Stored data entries

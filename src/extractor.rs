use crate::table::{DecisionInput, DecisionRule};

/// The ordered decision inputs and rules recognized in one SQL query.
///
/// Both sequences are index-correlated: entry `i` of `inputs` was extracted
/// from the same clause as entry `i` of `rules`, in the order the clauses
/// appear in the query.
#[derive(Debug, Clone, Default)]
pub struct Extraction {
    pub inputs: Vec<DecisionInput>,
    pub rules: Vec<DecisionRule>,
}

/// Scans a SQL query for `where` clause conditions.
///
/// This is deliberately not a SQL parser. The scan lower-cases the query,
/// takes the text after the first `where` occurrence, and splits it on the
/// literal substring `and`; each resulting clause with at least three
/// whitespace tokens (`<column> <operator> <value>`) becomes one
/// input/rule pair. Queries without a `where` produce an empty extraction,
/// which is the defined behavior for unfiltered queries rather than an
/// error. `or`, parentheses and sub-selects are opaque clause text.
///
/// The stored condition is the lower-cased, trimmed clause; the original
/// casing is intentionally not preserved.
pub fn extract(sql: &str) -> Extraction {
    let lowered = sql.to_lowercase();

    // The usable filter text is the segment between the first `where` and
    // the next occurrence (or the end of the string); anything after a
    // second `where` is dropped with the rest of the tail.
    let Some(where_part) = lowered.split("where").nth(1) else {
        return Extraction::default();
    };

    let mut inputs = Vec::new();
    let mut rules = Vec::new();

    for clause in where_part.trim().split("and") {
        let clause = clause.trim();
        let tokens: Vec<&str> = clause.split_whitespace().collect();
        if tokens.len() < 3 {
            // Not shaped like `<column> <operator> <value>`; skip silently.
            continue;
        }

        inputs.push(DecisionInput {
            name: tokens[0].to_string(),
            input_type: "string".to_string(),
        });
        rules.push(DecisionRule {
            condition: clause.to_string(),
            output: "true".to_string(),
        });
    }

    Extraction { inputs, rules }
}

= Instructions to follow =
Send back, unchanged, every line of the records from the one with "The usable filter" through the last.

= Answer space =
    // The usable filter text is the segment between the first `where` and
    // the next occurrence (or the end of the string); anything after a
    // second `where` is dropped with the rest of the tail.
    let Some(where_part) = lowered.split("where").nth(1) else {
        return Extraction::default();
    };

    let mut inputs = Vec::new();
    let mut rules = Vec::new();

    for clause in where_part.trim().split("and") {
        let clause = clause.trim();
        let tokens: Vec<&str> = clause.split_whitespace().collect();
        if tokens.len() < 3 {
            // Not shaped like `<column> <operator> <value>`; skip silently.
            continue;
        }

        inputs.push(DecisionInput {
            name: tokens[0].to_string(),
            input_type: "string".to_string(),
        });
        rules.push(DecisionRule {
            condition: clause.to_string(),
            output: "true".to_string(),
        });
    }

    Extraction { inputs, rules }
}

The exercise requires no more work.